"Why do people love music? That’s an age-old question," said Richard Russell, the associate director of the Mannes College the New School for Music Extension Division. "It speaks to something in the soul. People have a calling for it."
The extension division at Mannes, located on West 85th Street, is a continuing education program for adults looking to strum strings, play keys, blow horns and sing. Russell himself is a composer who has worked for the department since 1999. Throughout the years, he has seen New Yorkers from all backgrounds come through the doors of Mannes with the hope of learning a new instrument—the most popular classes they offer are acoustic guitar and jazz piano for beginners.
"This is not the best program in the world if you want to learn ‘Mozart wrote this and Beethoven wrote that,’" said Russell. "It’s about doing. We’re a very hands-on division."
The interactive group classes at Mannes have no more than 10 students per class, with some beginner courses even capping off at five. "Teachers will give you their home phone number," said Russell on the personal attention offered to each aspiring musician. Russell works personally with prospective students, eager to put them on the road to instrumental success. "People who fit in best are those who used to play, fell out and are looking to start up again," he said.
Igal Kesselman, director of the Lucy Moses School at the Kaufman Center on West 67th Street, finds the same is true in his music department. "We have people from all walks of life and all levels, but the majority are adults who used to play when they were kids," said Kesselman. "They think, ‘Now I have the time! Now I know it’s exciting!’" Lucy Moses is the largest community arts school in the city, with students ranging in age from 18 to 90. Despite the growing number of students—approximately 300 join the program each year—class and workshop sizes rarely exceed 12.
While guitar and piano classes are the biggest hits at these institutions, each offers one-on-one instruction for other instruments as well. Once students grasp the basics, they can move up to ensemble classes like Mannes’ flute ensemble, where 60 people play collectively. The schools make sure that, once in a larger setting, students are placed with others on the same level. "We don’t want anybody to be frustrated," said Russell. "We do our best to accommodate everyone’s needs."
The most exciting time for the schools is performance season, when students can showcase their talents. "We have great resources for performing opportunities," Kesselman said of the Lucy Moses recital halls. Each semester is wrapped up with a much-anticipated concert on campus.
For those whose work schedules and other time constraints make signing up for a semester a difficult commitment, schools like Encore School of Music and Turtle Bay Music School can offer similar instruction and chances to perform for an audience.

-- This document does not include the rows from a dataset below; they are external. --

impl<'a> Builder<'a> {
    fn new(doc: &'a Value) -> Result<Self, SpecParseError> {
        if !doc.is_object() {
            return Err(SpecParseError::malformed("document root is not an object"));
        }
        let version = detect_version(doc)?;
        Ok(Self {
            doc,
            version,
            arena: SchemaArena::new(),
            components: HashMap::new(),
        })
    }

    fn build(mut self) -> Result<SpecModel, SpecParseError> {
        self.resolve_components()?;
        let endpoints = self.parse_paths()?;
        self.arena.mark_cycles();
        let cycles = self.arena.cyclic_ids().count();
        let info = parse_info(self.doc);
        info!(
            endpoints = endpoints.len(),
            schemas = self.arena.len(),
            cycles,
            title = %info.title,
            "parsed API specification"
        );
        Ok(SpecModel {
            info,
            spec_version: self.version,
            endpoints,
            arena: self.arena,
        })
    }

    /// Pre-allocate a slot per component so `$ref`s (including cyclic ones)
    /// resolve to stable IDs, then fill each slot.
    fn resolve_components(&mut self) -> Result<(), SpecParseError> {
        let section = match self.version {
            SpecVersion::V2 => self.doc.get("definitions"),
            SpecVersion::V3 => self.doc.get("components").and_then(|c| c.get("schemas")),
        };
        let Some(map) = section.and_then(Value::as_object) else {
            return Ok(());
        };
        for name in map.keys() {
            let slot = self.arena.reserve();
            self.components.insert(name.clone(), slot);
        }
        for (name, raw) in map {
            let node = self.build_node(raw)?;
            let slot = self.components[name];
            self.arena.fill(slot, node);
            debug!(component = %name, id = slot.index(), "resolved component schema");
        }
        Ok(())
    }

    /// Build a schema value into the arena, following `$ref`s.
    fn build_schema(&mut self, raw: &Value) -> Result<SchemaId, SpecParseError> {
        if let Some(reference) = raw.get("$ref").and_then(Value::as_str) {
            return self.resolve_ref(reference);
        }
        let node = self.build_node(raw)?;
        Ok(self.arena.insert(node))
    }

    fn resolve_ref(&self, reference: &str) -> Result<SchemaId, SpecParseError> {
        let name = reference
            .strip_prefix("#/components/schemas/")
            .or_else(|| reference.strip_prefix("#/definitions/"))
            .ok_or_else(|| SpecParseError::unresolved_reference(reference))?;
        self.components
            .get(name)
            .copied()
            .ok_or_else(|| SpecParseError::unresolved_reference(reference))
    }

    /// Build one schema object into a node (children recurse via
    /// [`Self::build_schema`]).
    fn build_node(&mut self, raw: &Value) -> Result<SchemaNode, SpecParseError> {
        let Some(obj) = raw.as_object() else {
            // `true` is the permissive JSON Schema; anything else is malformed.
            if raw == &Value::Bool(true) {
                return Ok(SchemaNode::Any);
            }
            return Err(SpecParseError::malformed(format!(
                "schema is not an object: {raw}"
            )));
        };

        for (key, mode) in [
            ("oneOf", CompositeMode::OneOf),
            ("anyOf", CompositeMode::AnyOf),
            ("allOf", CompositeMode::AllOf),
        ] {
            if let Some(branches) = obj.get(key).and_then(Value::as_array) {
                let branches = branches
                    .iter()
                    .map(|b| self.build_schema(b))
                    .collect::<Result<Vec<_>, _>>()?;
                return Ok(SchemaNode::Composite(CompositeSchema { mode, branches }));
            }
        }

        let enum_values: Vec<Value> = obj
            .get("enum")
            .and_then(Value::as_array)
            .cloned()
            .unwrap_or_default();

        let declared = obj.get("type").and_then(Value::as_str);
        let ty = declared.map_or_else(
            || infer_type(obj, &enum_values),
            std::string::ToString::to_string,
        );

        match ty.as_str() {
            "boolean" => Ok(SchemaNode::Boolean),
            "null" => Ok(SchemaNode::Null),
            "string" => Ok(SchemaNode::String(StringSchema {
                format: obj.get("format").and_then(Value::as_str).map(String::from),
                pattern: obj.get("pattern").and_then(Value::as_str).map(String::from),
                enum_values,
                min_length: obj.get("minLength").and_then(Value::as_u64),
                max_length: obj.get("maxLength").and_then(Value::as_u64),
            })),
            "integer" | "number" => {
                let schema = NumberSchema {
                    minimum: obj.get("minimum").and_then(Value::as_f64),
                    maximum: obj.get("maximum").and_then(Value::as_f64),
                    enum_values,
                };
                if ty == "integer" {
                    Ok(SchemaNode::Integer(schema))
                } else {
                    Ok(SchemaNode::Number(schema))
                }
            }
            "array" => {
                let items = match obj.get("items") {
                    Some(items) => Some(self.build_schema(items)?),
                    None => None,
                };
                Ok(SchemaNode::Array(ArraySchema {
                    items,
                    min_items: obj.get("minItems").and_then(Value::as_u64),
                    max_items: obj.get("maxItems").and_then(Value::as_u64),
                }))
            }
            "object" => {
                let mut properties = Vec::new();
                if let Some(props) = obj.get("properties").and_then(Value::as_object) {
                    for (name, prop) in props {
                        properties.push((name.clone(), self.build_schema(prop)?));
                    }
                }
                let required = obj
                    .get("required")
                    .and_then(Value::as_array)
                    .map(|r| {
                        r.iter()
                            .filter_map(Value::as_str)
                            .map(String::from)
                            .collect()
                    })
                    .unwrap_or_default();
                Ok(SchemaNode::Object(ObjectSchema {
                    properties,
                    required,
                }))
            }
            "any" => Ok(SchemaNode::Any),
            other => Err(SpecParseError::malformed(format!(
                "unknown schema type: {other}"
            ))),
        }
    }

    fn parse_paths(&mut self) -> Result<Vec<Endpoint>, SpecParseError> {
        let paths = self
            .doc
            .get("paths")
            .and_then(Value::as_object)
            .ok_or_else(|| SpecParseError::malformed("missing paths section"))?;
        let base_path = match self.version {
            SpecVersion::V2 => self
                .doc
                .get("basePath")
                .and_then(Value::as_str)
                .unwrap_or("")
                .trim_end_matches('/')
                .to_string(),
            SpecVersion::V3 => String::new(),
        };
        let top_security = security_names(self.doc.get("security"));

        let mut endpoints = Vec::new();
        for (path, item) in paths {
            let Some(item) = item.as_object() else {
                continue;
            };
            let shared_params = item.get("parameters");
            for method in HttpMethod::ALL {
                let Some(operation) = item.get(method.key()) else {
                    continue;
                };
                let id = EndpointId(endpoints.len());
                let endpoint = self.parse_operation(
                    id,
                    method,
                    &format!("{base_path}{path}"),
                    operation,
                    shared_params,
                    &top_security,
                )?;
                endpoints.push(endpoint);
            }
        }
        Ok(endpoints)
    }

    fn parse_operation(
        &mut self,
        id: EndpointId,
        method: HttpMethod,
        path: &str,
        operation: &Value,
        shared_params: Option<&Value>,
        top_security: &[String],
    ) -> Result<Endpoint, SpecParseError> {
        let mut parameters = Vec::new();
        let mut request_body = None;

        let param_lists = shared_params
            .into_iter()
            .chain(operation.get("parameters"))
            .filter_map(Value::as_array)
            .flatten();
        for param in param_lists {
            let name = param
                .get("name")
                .and_then(Value::as_str)
                .unwrap_or_default()
                .to_string();
            let location = param.get("in").and_then(Value::as_str).unwrap_or_default();
            let required = param
                .get("required")
                .and_then(Value::as_bool)
                .unwrap_or(location == "path");
            if location == "body" {
                // Swagger 2.0 carries the body as a parameter.
                let schema = param.get("schema").unwrap_or(&Value::Null);
                request_body = Some(RequestBody {
                    schema: self.build_schema(schema)?,
                    required,
                });
                continue;
            }
            let Ok(location) = location.parse::<ParamLocation>() else {
                debug!(param = %name, location, "skipping parameter with unknown location");
                continue;
            };
            // OpenAPI 3.x nests constraints under `schema`; Swagger 2.0
            // keeps them on the parameter object itself.
            let schema = match param.get("schema") {
                Some(schema) => self.build_schema(schema)?,
                None => {
                    let node = self.build_node(param).unwrap_or(SchemaNode::Any);
                    self.arena.insert(node)
                }
            };
            parameters.push(Parameter {
                name,
                location,
                required,
                schema,
            });
        }

        if request_body.is_none() {
            if let Some(raw_body) = operation.get("requestBody") {
                request_body = self.parse_request_body(raw_body)?;
            }
        }

        let mut responses = Vec::new();
        if let Some(map) = operation.get("responses").and_then(Value::as_object) {
            for (status, decl) in map {
                let schema_raw = match self.version {
                    SpecVersion::V2 => decl.get("schema"),
                    SpecVersion::V3 => json_content_schema(decl.get("content")),
                };
                let schema = match schema_raw {
                    Some(raw) => Some(self.build_schema(raw)?),
                    None => None,
                };
                responses.push(ResponseDecl {
                    status: status.clone(),
                    schema,
                });
            }
        }

        let mut security = security_names(operation.get("security"));
        if security.is_empty() {
            security = top_security.to_vec();
        }

        Ok(Endpoint {
            id,
            method,
            path: path.to_string(),
            operation_id: operation
                .get("operationId")
                .and_then(Value::as_str)
                .map(String::from),
            parameters,
            request_body,
            responses,
            security,
        })
    }

    fn parse_request_body(&mut self, raw: &Value) -> Result<Option<RequestBody>, SpecParseError> {
        let required = raw
            .get("required")
            .and_then(Value::as_bool)
            .unwrap_or(false);
        let Some(schema_raw) = json_content_schema(raw.get("content")) else {
            return Ok(None);
        };
        Ok(Some(RequestBody {
            schema: self.build_schema(schema_raw)?,
            required,
        }))
    }
}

Located on East 52nd Street, Turtle Bay offers five-week introductory courses in the instrument of your choice, along with monthly performance nights. Encore has locations in Brooklyn and Queens as well as the Upper East Side and offers lessons in saxophone, bass, clarinet and others. Students looking to brush up on old skills or take their talent to a new level can choose the style of their instruction—from blues guitar to rock ‘n’ roll drums.
"It’s about people dipping their toes in the water, stepping out of their comfort zone," said Russell. "It’s the joy of playing music and challenge of trying something new that keeps the programs running each year."
Manhattan music classes:
Turtle Bay Music School 244 E. 52nd St., 212-753-8811; 5-week introductory course, $245. Begins October.
Mannes College the New School for Music Extension Division 150 W. 85th St., 212-580-0210; 15-week semester, $450.
Lucy Moses School at Kaufman Center 129 E. 67th St., 212-501-3300; 12-week semester, $335.
Encore School of Music 315 Madison Ave., 800-417-4620; Prices vary by location.